Ortak projeleriniz olsun. Aşık olduğunuzda, partnerinizi kararlarınıza, projelerinize, seçimlerinize dahil edersiniz. Her zaman kendi çıkarlarımıza, partnerin çıkarlarına ve çiftin çıkarlarına göre hareket ederiz. Aşık olmak, diğerinin mutlu olmasını istemektir, bu da tavizler anlamına gelir. 

Aşık olduğumuzda şunları da yapabiliriz: 

  • Kıskançlık sağlıklı kaldığı sürece kıskanç olun;
  • Çevremizdekilerin diğerini takdir etmesini istemek;
  • Davranışları, tutumları, zevkleri değiştirin;
  • Birkaç şey için mutlu olmak, gülmek, oyun oynamak.

"Seni seviyorum" diyebilir miyim?

İlk kez ne zaman "Seni seviyorum" demelisin?

Ben söylemeden önce, senin için ne anlama geldiğini dikkatlice düşün. İntikamla telaffuz ediyoruz, ancak tanımlamak için birkaç dakika ayırmaya gelince hiçbir şey işe yaramıyor. Bizi mutluluk anlarını, duyguları, hisleri, bakışları, kokuları, sesleri, arzuları hatırlamaya davet eden bir yansımadır… Üstelik belki de bu kısacık anlardan başka aşkı tanımlamak mümkün değildir… Partnerinizin bunların ne olduğunu anlamasını sağlamaya çalışın. kelimeler, söyledikten sonra veya söylemeden önce sizin için anlam ifade eder, çünkü tüm “Seni seviyorum” eşit değildir.
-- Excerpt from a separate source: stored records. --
// src/engine/event_handlers.rs

//! Event handling logic for the core runtime.

use std::collections::{BTreeMap, HashMap, HashSet};

use tracing::{debug, info, warn};

use crate::dag::ExecutionPlan;
use crate::engine::{
    PlannedRun, RunId, RunSummary, RuntimeOptions, ScheduledUnit, UnitOutcome,
};
use crate::registry::ModuleName;
use crate::store::EntityRef;

/// Command produced by the pure core, to be executed by the outer IO shell.
#[derive(Debug, Clone)]
pub enum CoreCommand {
    /// Send these units to the executor.
    DispatchUnits(Vec<ScheduledUnit>),
    /// Every unit of a run has completed.
    RunFinished(RunSummary),
    /// Request that the runtime exits (used with `exit_when_idle`).
    RequestExit,
}

/// Decision returned by the core after handling a single `RuntimeEvent`.
#[derive(Debug, Clone)]
pub struct CoreStep {
    /// Commands the IO shell should execute.
    pub commands: Vec<CoreCommand>,
    /// Whether the outer runtime loop should keep running.
    pub keep_running: bool,
}

impl CoreStep {
    fn continue_with(commands: Vec<CoreCommand>) -> Self {
        Self {
            commands,
            keep_running: true,
        }
    }
}

/// Bookkeeping for a run that still has outstanding units.
#[derive(Debug)]
pub struct ActiveRun {
    entity: EntityRef,
    plan: ExecutionPlan,
    /// Barrier members still outstanding, per not-yet-dispatched unit.
    waiting: HashMap<ModuleName, usize>,
    dispatched: HashSet<ModuleName>,
    outcomes: BTreeMap<ModuleName, UnitOutcome>,
}

impl ActiveRun {
    fn new(run: PlannedRun) -> Self {
        let waiting = run
            .plan
            .modules()
            .map(|m| (m.to_string(), run.plan.waits_on(m).len()))
            .collect();

        Self {
            entity: run.entity,
            plan: run.plan,
            waiting,
            dispatched: HashSet::new(),
            outcomes: BTreeMap::new(),
        }
    }

    fn is_complete(&self) -> bool {
        self.outcomes.len() == self.plan.len()
    }

    fn schedule(&mut self, run_id: RunId, modules: Vec<ModuleName>) -> Vec<ScheduledUnit> {
        let mut scheduled = Vec::new();
        for module in modules {
            if !self.dispatched.insert(module.clone()) {
                continue;
            }
            self.waiting.remove(&module);
            scheduled.push(ScheduledUnit {
                run_id,
                entity: self.entity.clone(),
                module,
            });
        }
        scheduled
    }

    fn summary(self, run_id: RunId) -> RunSummary {
        RunSummary {
            run_id,
            entity: self.entity,
            outcomes: self.outcomes,
        }
    }
}

/// Handle a newly submitted run: register it and dispatch every unit whose
/// barrier is empty.
pub fn handle_run_submitted(
    runs: &mut HashMap<RunId, ActiveRun>,
    run: PlannedRun,
) -> CoreStep {
    let run_id = run.run_id;

    if runs.contains_key(&run_id) {
        warn!(run_id, "run submitted twice; ignoring duplicate");
        return CoreStep::continue_with(Vec::new());
    }

    if run.plan.is_empty() {
        info!(run_id, entity = %run.entity, "run has no units; finishing immediately");
        let summary = RunSummary {
            run_id,
            entity: run.entity,
            outcomes: BTreeMap::new(),
        };
        return CoreStep::continue_with(vec![CoreCommand::RunFinished(summary)]);
    }

    info!(
        run_id,
        entity = %run.entity,
        roots = ?run.plan.roots(),
        units = run.plan.len(),
        "starting orchestration run"
    );

    let mut active = ActiveRun::new(run);
    let ready = active.plan.ready();
    let scheduled = active.schedule(run_id, ready);
    runs.insert(run_id, active);

    let mut commands = Vec::new();
    if !scheduled.is_empty() {
        commands.push(CoreCommand::DispatchUnits(scheduled));
    }
    CoreStep::continue_with(commands)
}

/// Handle completion of a unit: release dependents whose barrier is now
/// fully completed, and finish the run once every unit has reported.
pub fn handle_unit_completed(
    runs: &mut HashMap<RunId, ActiveRun>,
    options: &RuntimeOptions,
    run_id: RunId,
    module: ModuleName,
    outcome: UnitOutcome,
) -> CoreStep {
    let mut commands = Vec::new();

    let Some(active) = runs.get_mut(&run_id) else {
        warn!(run_id, module = %module, "completion for unknown run; ignoring");
        return CoreStep::continue_with(commands);
    };

    if !active.dispatched.contains(&module) {
        warn!(run_id, module = %module, "completion for a unit that was never dispatched; ignoring");
        return CoreStep::continue_with(commands);
    }

    if active.outcomes.contains_key(&module) {
        warn!(run_id, module = %module, "duplicate completion; ignoring");
        return CoreStep::continue_with(commands);
    }

    debug!(run_id, module = %module, %outcome, "unit completed");
    active.outcomes.insert(module.clone(), outcome);

    let mut released = Vec::new();
    for dependent in active.plan.dependents_of(&module) {
        if let Some(remaining) = active.waiting.get_mut(dependent) {
            *remaining = remaining.saturating_sub(1);
            if *remaining == 0 {
                released.push(dependent.clone());
            }
        }
    }

    let scheduled = active.schedule(run_id, released);
    if !scheduled.is_empty() {
        debug!(
            run_id,
            after = %module,
            released = ?scheduled.iter().map(|u| u.module.as_str()).collect::<Vec<_>>(),
            "barrier complete; releasing dependents"
        );
        commands.push(CoreCommand::DispatchUnits(scheduled));
    }

    if active.is_complete() {
        if let Some(finished) = runs.remove(&run_id) {
            let summary = finished.summary(run_id);
            info!(run_id, entity = %summary.entity, "orchestration run finished");
            commands.push(CoreCommand::RunFinished(summary));
        }
    }

    let mut keep_running = true;
    if options.exit_when_idle && runs.is_empty() {
        keep_running = false;
        commands.push(CoreCommand::RequestExit);
    }

    CoreStep {
        commands,
        keep_running,
    }
}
Bazıları bir dua, bir sözleşme, bir borç olarak anlaşılabilir. Bir soruyu teşvik ediyorlar: ” Ve sen, beni seviyor musun? ". Bunda esas olarak bir eşzamanlayıcı olarak hareket ederler: eğer partner evet yanıtını verirse, o da onu seviyor, iki sevgili hala aynı fazdadır. Sonunda olarak kullanılabilirler çok amaçlı formülgibi alışverişleri kolaylaştırmaya yardımcı olur. bir plasebosöyleyene iyilik eden, alan kişiye zarar vermeyen veya bir azap, kaderine terk edilmek istemediğin zaman. 

Her durumda, tüm “Seni seviyorum” un eşit yaratılmadığının farkında olun. Genelde zarflara tahammülü yoktur: Ne az severiz, ne çok severiz, sadece severiz. O yüzden klasiklerde kalın. 

 

Gerçek aşk nedir

Gerçek aşkın ne olduğunu anlamak için, üç tür “aşk”ı ayırt eden filozof Denis Moreau'nun çalışmasına güvenmeliyiz.

L'Eros şehvetli ve cinsel boyutunda aşktır. Genellikle “sevgi dolu” bir ilişkinin başlangıcında bulunur ve tutkuya, arzuya benzer. 

Ağzı açık kalmış başkasına “kendinin armağanı”na, kendini adama ve fedakarlığa tekabül eden, tercümesi zor bir aşktır.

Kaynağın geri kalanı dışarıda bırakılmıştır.